Readers familiar with the classic will probably be dissatisfied with this vision of it; readers unfamiliar with it will be...

FIVE CHILDREN ON THE WESTERN FRONT

Six characters from a classic work of light British fantasy are resurrected, then two of them are sent to the trenches of World War I.
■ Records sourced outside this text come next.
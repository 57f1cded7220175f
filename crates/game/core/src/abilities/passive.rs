//! Passive modules that react to events inside a turn.

use crate::engine::{BattleLog, LogCategory};
use crate::state::{Combatant, Upgrades};

/// Backup OS: a destroyed combatant comes back with 1 HP, once per battle.
///
/// Returns `true` if the combatant was saved.
pub fn absorb_lethal_hit(combatant: &mut Combatant, log: &mut BattleLog) -> bool {
    if combatant.hp > 0
        || combatant.backup_used
        || !combatant.upgrades.contains(Upgrades::BACKUP_OS)
    {
        return false;
    }

    combatant.hp = 1;
    combatant.backup_used = true;
    log.push(
        LogCategory::Upgrade,
        format!("{}'s Backup OS reboots the core with 1 HP", combatant.name),
    );
    true
}
//! List arenas and their modifiers.

use anyhow::Result;
use clap::Parser;
use clash_core::ArenaKind;
use console::style;

/// List arenas and their modifiers
#[derive(Parser)]
pub struct Arenas {}

impl Arenas {
    pub fn execute(self) -> Result<()> {
        for kind in ArenaKind::all() {
            let arena = kind.arena();
            let favored = arena
                .favored
                .map_or_else(|| "none".to_string(), |weapon| weapon.to_string());

            println!("{}", style(kind).bold().cyan());
            println!("  {}", style(arena.flavor).italic().dim());
            println!(
                "  favored: {favored} (x{:.2})  whiff: melee {:.0}% / ranged {:.0}%",
                arena.damage_bonus,
                arena.melee_whiff * 100.0,
                arena.ranged_whiff * 100.0,
            );
            println!(
                "  clk x{:.2}  def x{:.2}",
                arena.speed_multiplier, arena.defense_multiplier
            );
            println!();
        }
        Ok(())
    }
}
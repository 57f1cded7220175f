//! Recurring effects applied at the start of every round.

use arrayvec::ArrayVec;

use crate::config::BattleConfig;
use crate::engine::{BattleLog, LogCategory};
use crate::env::RandomSource;
use crate::state::{Algorithm, Combatant, Upgrades};
use crate::stats::{StatKind, scale_percent};

/// Percentage by which the chaos algorithm nudges each picked stat.
pub const CHAOS_SHIFT_PERCENT: i32 = 10;

/// Permanent LOGIC boost granted to the adaptive algorithm.
pub const ADAPTIVE_LOGIC_PERCENT: i32 = 10;

/// `percent`% of `value`, truncating.
pub(crate) fn percent_of(value: u32, percent: u32) -> u32 {
    (value as u64 * percent as u64 / 100) as u32
}

/// Picks two distinct stats, consuming exactly two draws.
pub fn pick_two_stats(rng: &mut impl RandomSource) -> [StatKind; 2] {
    let mut pool: ArrayVec<StatKind, 5> = StatKind::ALL.into_iter().collect();
    let first = pool.remove(rng.below(pool.len() as u32) as usize);
    let second = pool.remove(rng.below(pool.len() as u32) as usize);
    [first, second]
}

/// Applies upgrade upkeep and algorithm behavior for one combatant.
///
/// Order: regen, energy drain, energy recycler, algorithm. Resources stay
/// clamped to `[0, max]`. A combatant may leave upkeep with zero energy; the
/// battle loop treats that as a defeat.
pub fn apply_round_upkeep(
    combatant: &mut Combatant,
    round: u32,
    config: &BattleConfig,
    rng: &mut impl RandomSource,
    log: &mut BattleLog,
) {
    let upgrades = combatant.upgrades;

    if upgrades.contains(Upgrades::REGEN_CORE) {
        let healed = combatant.heal(percent_of(combatant.max_hp, Upgrades::REGEN_HP_PERCENT));
        log.push(
            LogCategory::Upgrade,
            format!(
                "{}'s Regen Core restores {} HP ({}/{})",
                combatant.name, healed, combatant.hp, combatant.max_hp
            ),
        );
    }

    if upgrades.contains(Upgrades::OVERCLOCK) {
        if upgrades.drains_energy() {
            let spent = combatant.spend_energy(Upgrades::OVERCLOCK_ENERGY_DRAIN);
            log.push(
                LogCategory::Upgrade,
                format!(
                    "{}'s Overclock Unit drains {} energy ({}/{})",
                    combatant.name, spent, combatant.energy, combatant.max_energy
                ),
            );
        } else {
            log.push(
                LogCategory::Upgrade,
                format!("{}'s EMP Shield blocks the energy drain", combatant.name),
            );
        }
    }

    // A drained-out core cannot restart itself.
    if upgrades.contains(Upgrades::ENERGY_RECYCLER) && combatant.energy > 0 {
        let gained = combatant.gain_energy(Upgrades::RECYCLER_ENERGY_GAIN);
        log.push(
            LogCategory::Upgrade,
            format!(
                "{}'s Energy Recycler restores {} energy ({}/{})",
                combatant.name, gained, combatant.energy, combatant.max_energy
            ),
        );
    }

    match combatant.algorithm {
        Some(Algorithm::Chaos) => apply_chaos(combatant, rng, log),
        Some(Algorithm::Adaptive) => apply_adaptive(combatant, round, config, log),
        _ => {}
    }
}

/// Reshuffles two random stats up or down, never below 1.
///
/// Consumes four draws: two stat picks, then one direction per stat. Steady
/// Core turns the downward shifts into no-ops without skipping their draws.
fn apply_chaos(combatant: &mut Combatant, rng: &mut impl RandomSource, log: &mut BattleLog) {
    for stat in pick_two_stats(rng) {
        let percent = if rng.below(2) == 0 {
            CHAOS_SHIFT_PERCENT
        } else {
            -CHAOS_SHIFT_PERCENT
        };
        if percent < 0 && combatant.upgrades.contains(Upgrades::STEADY_CORE) {
            log.push(
                LogCategory::Upgrade,
                format!(
                    "{}'s Steady Core holds {} at {}",
                    combatant.name,
                    stat.label(),
                    stat.get(combatant)
                ),
            );
            continue;
        }
        let (old, new) = stat.scale_floored(combatant, percent);
        log.push(
            LogCategory::Algorithm,
            format!(
                "{}'s chaos driver shifts {} {} -> {}",
                combatant.name,
                stat.label(),
                old,
                new
            ),
        );
    }
}

fn apply_adaptive(
    combatant: &mut Combatant,
    round: u32,
    config: &BattleConfig,
    log: &mut BattleLog,
) {
    if combatant.adaptive_boosted || round < config.adaptive_round {
        return;
    }

    let old = combatant.logic;
    let new = scale_percent(old, ADAPTIVE_LOGIC_PERCENT).max(old + 1);
    combatant.logic = new;
    combatant.adaptive_boosted = true;
    log.push(
        LogCategory::Algorithm,
        format!(
            "{} adapts to the fight: LOGIC {} -> {}",
            combatant.name, old, new
        ),
    );
}
//! Battle rules loader.

use std::path::Path;

use clash_core::BattleConfig;

use crate::loaders::{LoadResult, read_file};

/// Loader for [`BattleConfig`] from TOML files.
///
/// Missing keys keep their defaults, so an empty file yields the standard
/// rule set.
pub struct ConfigLoader;

impl ConfigLoader {
    pub fn load(path: &Path) -> LoadResult<BattleConfig> {
        let content = read_file(path)?;
        Self::parse(&content)
    }

    pub fn parse(content: &str) -> LoadResult<BattleConfig> {
        let config: BattleConfig = toml::from_str(content)
            .map_err(|e| anyhow::anyhow!("Failed to parse battle TOML: {}", e))?;

        if config.max_rounds == 0 {
            anyhow::bail!("max_rounds must be at least 1");
        }
        if config.no_hit_draw_threshold == 0 {
            anyhow::bail!("no_hit_draw_threshold must be at least 1");
        }
        Ok(config)
    }
}
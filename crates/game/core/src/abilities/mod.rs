//! Upgrade effects, algorithm quirks and one-shot specials.
//!
//! Three hook points feed the battle loop:
//! - [`apply_pre_battle`] runs once per combatant before round one
//! - [`apply_round_upkeep`] runs at the start of every round
//! - [`trigger_special`] runs at the start of each of the combatant's turns
//! - [`absorb_lethal_hit`] runs when an attack would destroy a combatant

mod passive;
mod pre_battle;
mod special;
mod upkeep;

pub use passive::absorb_lethal_hit;
pub use pre_battle::apply_pre_battle;
pub use special::{should_trigger, trigger_special};
pub use upkeep::{apply_round_upkeep, pick_two_stats};
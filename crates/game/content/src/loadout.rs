//! Resolution of raw bot definitions into battle-ready combatants.

use clash_core::{Combatant, CombatantBuilder, Upgrades};
use clash_core::stats::scale_by;

use crate::catalog::{StatLimits, StatMultipliers, StatRange, WeaponCatalog, upgrade_from_name};

/// A bot as players build it: raw stats plus equipment names.
#[derive(Clone, Debug, PartialEq, Eq)]
#[cfg_attr(feature = "serde", derive(serde::Serialize, serde::Deserialize))]
pub struct BotDefinition {
    pub name: String,
    pub hp: u32,
    pub energy: u32,
    pub atk: u32,
    pub defense: u32,
    pub speed: u32,
    pub logic: u32,
    pub luck: u32,
    /// Algorithm id such as `VEX-01`.
    #[cfg_attr(feature = "serde", serde(default))]
    pub algorithm: String,
    #[cfg_attr(feature = "serde", serde(default))]
    pub weapon: Option<String>,
    #[cfg_attr(feature = "serde", serde(default))]
    pub upgrades: Vec<String>,
    #[cfg_attr(feature = "serde", serde(default))]
    pub special: Option<String>,
}

/// Reasons a definition cannot be turned into a combatant.
#[derive(Clone, Debug, PartialEq, Eq, thiserror::Error)]
pub enum LoadoutError {
    #[error("bot {bot:?}: {stat} = {value} is outside {min}..={max}")]
    StatOutOfRange {
        bot: String,
        stat: &'static str,
        value: u32,
        min: u32,
        max: u32,
    },

    #[error("bot {bot:?}: unknown weapon {weapon:?}")]
    UnknownWeapon { bot: String, weapon: String },

    #[error("bot {bot:?}: unknown upgrade {upgrade:?}")]
    UnknownUpgrade { bot: String, upgrade: String },
}

/// Turns [`BotDefinition`]s into [`Combatant`]s.
///
/// Applies, in order: stat-limit validation, algorithm multipliers (truncating),
/// weapon lookup, upgrade flags. Algorithm and special ids the engine does not
/// know are passed through and ignored in battle.
#[derive(Clone, Debug)]
pub struct LoadoutResolver {
    weapons: WeaponCatalog,
    limits: StatLimits,
}

impl Default for LoadoutResolver {
    fn default() -> Self {
        Self::new(WeaponCatalog::builtin())
    }
}

impl LoadoutResolver {
    pub fn new(weapons: WeaponCatalog) -> Self {
        Self {
            weapons,
            limits: StatLimits::default(),
        }
    }

    pub fn with_limits(mut self, limits: StatLimits) -> Self {
        self.limits = limits;
        self
    }

    pub fn weapons(&self) -> &WeaponCatalog {
        &self.weapons
    }

    pub fn resolve(&self, def: &BotDefinition) -> Result<Combatant, LoadoutError> {
        self.check_limits(def)?;

        let m = StatMultipliers::for_algorithm(&def.algorithm);
        let mut builder = CombatantBuilder::new(def.name.clone(), def.hp, def.energy)
            .proc(scale_by(def.atk, m.proc))
            .defense(scale_by(def.defense, m.defense))
            .clk(scale_by(def.speed, m.clk))
            .luck(scale_by(def.luck, m.luck))
            .logic(scale_by(def.logic, m.logic))
            .algorithm_id(&def.algorithm)
            .upgrades(self.resolve_upgrades(def)?);

        if let Some(name) = &def.weapon {
            let weapon = self
                .weapons
                .get(name)
                .ok_or_else(|| LoadoutError::UnknownWeapon {
                    bot: def.name.clone(),
                    weapon: name.clone(),
                })?;
            builder = builder.weapon(weapon.atk_bonus, weapon.weapon_type);
        }

        if let Some(special) = &def.special {
            builder = builder.special_id(special);
        }

        Ok(builder.build())
    }

    /// Resolves every definition, stopping at the first error.
    pub fn resolve_all<'a>(
        &self,
        defs: impl IntoIterator<Item = &'a BotDefinition>,
    ) -> Result<Vec<Combatant>, LoadoutError> {
        defs.into_iter().map(|def| self.resolve(def)).collect()
    }

    fn resolve_upgrades(&self, def: &BotDefinition) -> Result<Upgrades, LoadoutError> {
        def.upgrades.iter().try_fold(Upgrades::empty(), |acc, name| {
            upgrade_from_name(name)
                .map(|flag| acc | flag)
                .ok_or_else(|| LoadoutError::UnknownUpgrade {
                    bot: def.name.clone(),
                    upgrade: name.clone(),
                })
        })
    }

    fn check_limits(&self, def: &BotDefinition) -> Result<(), LoadoutError> {
        let limits = &self.limits;
        let checks: [(&'static str, u32, StatRange); 7] = [
            ("hp", def.hp, limits.hp),
            ("energy", def.energy, limits.energy),
            ("atk", def.atk, limits.atk),
            ("defense", def.defense, limits.defense),
            ("speed", def.speed, limits.speed),
            ("logic", def.logic, limits.logic),
            ("luck", def.luck, limits.luck),
        ];

        for (stat, value, range) in checks {
            if !range.contains(value) {
                return Err(LoadoutError::StatOutOfRange {
                    bot: def.name.clone(),
                    stat,
                    value,
                    min: range.min,
                    max: range.max,
                });
            }
        }
        Ok(())
    }
}
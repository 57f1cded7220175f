//! Bot roster loader.

use std::path::Path;

use serde::{Deserialize, Serialize};

use crate::loaders::{LoadResult, read_file};
use crate::loadout::BotDefinition;

/// Roster structure for RON files.
#[derive(Debug, Clone, Serialize, Deserialize)]
pub struct RosterFile {
    pub bots: Vec<BotDefinition>,
}

/// Loader for bot rosters from RON files.
pub struct RosterLoader;

impl RosterLoader {
    /// Load every bot definition from a RON roster.
    ///
    /// Bot names must be unique within a roster.
    pub fn load(path: &Path) -> LoadResult<Vec<BotDefinition>> {
        let content = read_file(path)?;
        Self::parse(&content)
    }

    pub fn parse(content: &str) -> LoadResult<Vec<BotDefinition>> {
        let roster: RosterFile = ron::from_str(content)
            .map_err(|e| anyhow::anyhow!("Failed to parse roster RON: {}", e))?;

        for (i, bot) in roster.bots.iter().enumerate() {
            if roster.bots[..i]
                .iter()
                .any(|other| other.name.eq_ignore_ascii_case(&bot.name))
            {
                anyhow::bail!("Duplicate bot name in roster: {}", bot.name);
            }
        }

        Ok(roster.bots)
    }
}

#[cfg(test)]
mod tests {
    use super::*;

    const ROSTER: &str = r#"(
        bots: [
            (
                name: "Vexa",
                hp: 150, energy: 120, atk: 40, defense: 30, speed: 20, logic: 15, luck: 12,
                algorithm: "VEX-01",
                weapon: Some("Pulse Blade"),
                upgrades: ["Armor Plating"],
                special: Some("core_meltdown"),
            ),
            (
                name: "Bulwark",
                hp: 200, energy: 100, atk: 25, defense: 45, speed: 10, logic: 20, luck: 10,
            ),
        ],
    )"#;

    #[test]
    fn parses_full_and_minimal_entries() {
        let bots = RosterLoader::parse(ROSTER).unwrap();
        assert_eq!(bots.len(), 2);
        assert_eq!(bots[0].weapon.as_deref(), Some("Pulse Blade"));
        assert_eq!(bots[1].algorithm, "");
        assert!(bots[1].upgrades.is_empty());
        assert_eq!(bots[1].special, None);
    }

    #[test]
    fn rejects_duplicate_names() {
        let roster = r#"(bots: [
            (name: "Twin", hp: 100, energy: 100, atk: 10, defense: 10, speed: 10, logic: 10, luck: 10),
            (name: "twin", hp: 100, energy: 100, atk: 10, defense: 10, speed: 10, logic: 10, luck: 10),
        ])"#;
        let err = RosterLoader::parse(roster).unwrap_err();
        assert!(err.to_string().contains("Duplicate bot name"));
    }
}
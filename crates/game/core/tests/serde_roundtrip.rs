//! Serialized battle records must load back unchanged.
#![cfg(feature = "serde")]

use clash_core::{
    BattleConfig, BattleResult, Combatant, CombatantBuilder, SpecialEffect, Upgrades, WeaponType,
    full_battle,
};

fn loaded() -> Combatant {
    CombatantBuilder::new("Loaded", 150, 120)
        .proc(35)
        .defense(25)
        .clk(18)
        .luck(12)
        .logic(10)
        .weapon(8, WeaponType::Ranged)
        .algorithm_id("ADAPT-X")
        .special(SpecialEffect::QuantumSurge)
        .upgrades(Upgrades::REGEN_CORE | Upgrades::BACKUP_OS | Upgrades::EFFICIENT_CIRCUIT)
        .build()
}

#[test]
fn combatant_survives_json() {
    let bot = loaded();
    let json = serde_json::to_string(&bot).unwrap();
    let back: Combatant = serde_json::from_str(&json).unwrap();
    assert_eq!(back, bot);
}

#[test]
fn combatant_without_backup_flag_still_loads() {
    let mut value = serde_json::to_value(loaded()).unwrap();
    value.as_object_mut().unwrap().remove("backup_used");
    let back: Combatant = serde_json::from_value(value).unwrap();
    assert!(!back.backup_used);
}

#[test]
fn battle_result_survives_json() {
    let plain = CombatantBuilder::new("Plain", 120, 100)
        .proc(30)
        .defense(20)
        .clk(10)
        .build();
    let result = full_battle(loaded(), plain, "data_stream", Some(77)).unwrap();

    let json = serde_json::to_string_pretty(&result).unwrap();
    let back: BattleResult = serde_json::from_str(&json).unwrap();
    assert_eq!(back, result);
    assert_eq!(back.log_digest(), result.log_digest());
}

#[test]
fn config_keys_are_optional() {
    let config: BattleConfig = serde_json::from_str(r#"{"max_rounds": 12}"#).unwrap();
    assert_eq!(config.max_rounds, 12);
    assert_eq!(config.energy_cost, BattleConfig::DEFAULT_ENERGY_COST);
}
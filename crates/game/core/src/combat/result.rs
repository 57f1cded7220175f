//! Attack outcome types and single-attack resolution.

use crate::env::{Arena, RandomSource};
use crate::state::{Combatant, WeaponType};

use super::damage::{
    CRIT_MULTIPLIER, RANGED_VARIANCE, apply_arena_bonus, base_damage, finalize_damage,
};
use super::hit::{crit_chance, dodge_chance, whiff_chance};

/// Outcome of an attack attempt.
#[derive(Clone, Copy, Debug, PartialEq, Eq)]
#[cfg_attr(feature = "serde", derive(serde::Serialize, serde::Deserialize))]
pub enum AttackOutcome {
    /// Arena terrain made the attack miss.
    Whiff,
    /// Defender evaded the attack.
    Dodged,
    /// Attack landed.
    Hit,
    /// Attack landed as a critical hit (double damage).
    Critical,
}

/// Result of a single attack.
#[derive(Clone, Copy, Debug, PartialEq, Eq)]
#[cfg_attr(feature = "serde", derive(serde::Serialize, serde::Deserialize))]
pub struct AttackResult {
    pub outcome: AttackOutcome,

    /// Damage dealt. Zero on whiff and dodge, and possibly zero on a hit
    /// against heavy defense.
    pub damage: u32,
}

impl AttackResult {
    const fn missed(outcome: AttackOutcome) -> Self {
        Self { outcome, damage: 0 }
    }

    pub fn landed(&self) -> bool {
        matches!(self.outcome, AttackOutcome::Hit | AttackOutcome::Critical)
    }
}

/// Resolve one attack from `attacker` against `defender`.
///
/// Updates the attacker's `damage_dealt`/`critical_hits` and the defender's
/// `dodges` counters. Does NOT touch the defender's HP; the battle loop applies
/// and clamps the returned damage.
///
/// # Random draws
///
/// In this exact order:
/// 1. whiff roll (attack ends here on a whiff)
/// 2. variance roll, ranged weapons only
/// 3. dodge roll (attack ends here on a dodge)
/// 4. crit roll
pub fn resolve_attack(
    attacker: &mut Combatant,
    defender: &mut Combatant,
    arena: &Arena,
    rng: &mut impl RandomSource,
) -> AttackResult {
    // 1. Terrain whiff
    if rng.chance(whiff_chance(attacker, arena)) {
        return AttackResult::missed(AttackOutcome::Whiff);
    }

    // 2-4. Base damage, arena favor, ranged variance
    let mut damage = base_damage(attacker, defender);
    damage = apply_arena_bonus(damage, attacker.weapon_type, arena);
    if attacker.weapon_type == Some(WeaponType::Ranged) {
        let (low, high) = RANGED_VARIANCE;
        damage *= rng.range_f64(low, high);
    }

    // 5. Dodge
    if rng.chance(dodge_chance(attacker, defender)) {
        defender.dodges += 1;
        return AttackResult::missed(AttackOutcome::Dodged);
    }

    // 6. Crit
    let outcome = if rng.chance(crit_chance(attacker, defender)) {
        damage *= CRIT_MULTIPLIER * attacker.upgrades.crit_damage_scale();
        attacker.critical_hits += 1;
        AttackOutcome::Critical
    } else {
        AttackOutcome::Hit
    };

    // 7. Accumulate
    let damage = finalize_damage(damage);
    attacker.damage_dealt = attacker.damage_dealt.saturating_add(damage);

    AttackResult { outcome, damage }
}

#[cfg(test)]
mod tests {
    use super::*;
    use crate::env::{ArenaKind, BattleRng};
    use crate::state::{CombatantBuilder, Upgrades};

    fn plain(name: &str, proc: u32, defense: u32, clk: u32) -> Combatant {
        CombatantBuilder::new(name, 100, 100)
            .proc(proc)
            .defense(defense)
            .clk(clk)
            .build()
    }

    #[test]
    fn plain_attack_deals_exact_base_damage() {
        let arena = ArenaKind::Neutral.arena();
        let mut rng = BattleRng::new(1);
        let mut a = plain("A", 30, 20, 12);
        let mut b = plain("B", 30, 20, 10);

        for _ in 0..50 {
            let result = resolve_attack(&mut a, &mut b, &arena, &mut rng);
            assert_eq!(result.outcome, AttackOutcome::Hit);
            assert_eq!(result.damage, 16);
        }
        assert_eq!(a.damage_dealt, 16 * 50);
        assert_eq!(a.critical_hits, 0);
        assert_eq!(b.dodges, 0);
    }

    #[test]
    fn unarmed_attack_consumes_three_draws() {
        let arena = ArenaKind::Neutral.arena();
        let mut rng = BattleRng::new(5);
        let mut a = plain("A", 30, 20, 12);
        let mut b = plain("B", 30, 20, 10);
        resolve_attack(&mut a, &mut b, &arena, &mut rng);
        assert_eq!(rng.draws(), 3);
    }

    #[test]
    fn ranged_attack_consumes_variance_draw() {
        let arena = ArenaKind::Neutral.arena();
        let mut rng = BattleRng::new(5);
        let mut a = plain("A", 30, 20, 12);
        a.weapon_type = Some(WeaponType::Ranged);
        let mut b = plain("B", 30, 20, 10);
        let result = resolve_attack(&mut a, &mut b, &arena, &mut rng);
        assert_eq!(rng.draws(), 4);
        // 16 × [0.85, 1.15) truncated
        assert!((13..=18).contains(&result.damage));
    }

    #[test]
    fn certain_crit_doubles_damage() {
        let arena = ArenaKind::Neutral.arena();
        let mut rng = BattleRng::new(9);
        let mut a = plain("A", 30, 20, 12);
        a.luck = 100;
        let mut b = plain("B", 30, 20, 10);
        let result = resolve_attack(&mut a, &mut b, &arena, &mut rng);
        assert_eq!(result.outcome, AttackOutcome::Critical);
        assert_eq!(result.damage, 32);
        assert_eq!(a.critical_hits, 1);
    }

    #[test]
    fn critical_logic_adds_a_tenth_to_crit_damage() {
        let arena = ArenaKind::Neutral.arena();
        let mut rng = BattleRng::new(9);
        let mut a = plain("A", 30, 20, 12);
        a.luck = 100;
        a.upgrades = Upgrades::CRITICAL_LOGIC;
        let mut b = plain("B", 30, 20, 10);
        let result = resolve_attack(&mut a, &mut b, &arena, &mut rng);
        assert_eq!(result.outcome, AttackOutcome::Critical);
        // 16 × 2.0 × 1.1 = 35.2, truncated
        assert_eq!(result.damage, 35);
    }

    #[test]
    fn dodge_records_defender_counter() {
        let arena = ArenaKind::Neutral.arena();
        let mut a = plain("A", 30, 20, 1);
        let mut b = plain("B", 30, 20, 100);
        b.luck = 100;

        let mut rng = BattleRng::new(11);
        let mut dodged = 0;
        for _ in 0..200 {
            let result = resolve_attack(&mut a, &mut b, &arena, &mut rng);
            if result.outcome == AttackOutcome::Dodged {
                assert_eq!(result.damage, 0);
                dodged += 1;
            }
        }
        assert_eq!(b.dodges, dodged);
        assert!(dodged > 0);
        assert!(dodged < 200);
    }

    #[test]
    fn whiff_stops_resolution_early() {
        let mut arena = ArenaKind::Scrapyard.arena();
        arena.melee_whiff = 1.0;
        let mut rng = BattleRng::new(2);
        let mut a = plain("A", 30, 20, 12);
        a.weapon_type = Some(WeaponType::Melee);
        let mut b = plain("B", 30, 20, 10);
        let result = resolve_attack(&mut a, &mut b, &arena, &mut rng);
        assert_eq!(result.outcome, AttackOutcome::Whiff);
        assert_eq!(result.damage, 0);
        assert_eq!(rng.draws(), 1);
        assert_eq!(a.damage_dealt, 0);
    }
}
If that doesn’t sound like a surefire recipe for success, that’s because it isn’t. The six characters are E. Nesbit’s titular Five Children and It, “It” being the irascible, wish-granting Psammead, discovered in 1903 by Cyril, Anthea, Robert, Jane, and baby “the Lamb.” After an ominous prologue, the story begins in 1914 as a sixth child, 9-year-old Edie, and the Lamb, now 11, dig the Psammead up again. He stays with the family throughout the war, as Cyril and Robert go off to fight, Anthea becomes a nurse and falls in love, Jane struggles against convention to become a doctor, and Edie and the Lamb grow into adolescence. Saunders gives the Psammead a convoluted back story and sins to atone for, which mysteriously trigger spectral visits to the front. He is a thoroughly denatured Psammead, cranky but also soggy and sentimental. Saunders does not attempt to emulate Nesbit's direct narrative address, but she does lard the dialogue with “brick”s and “bounder”s to evoke the period. As the Nesbit classic is not much read in the United States these days and World War I has little resonance with U.S. middle-graders, it’s hard to say who the stateside audience is.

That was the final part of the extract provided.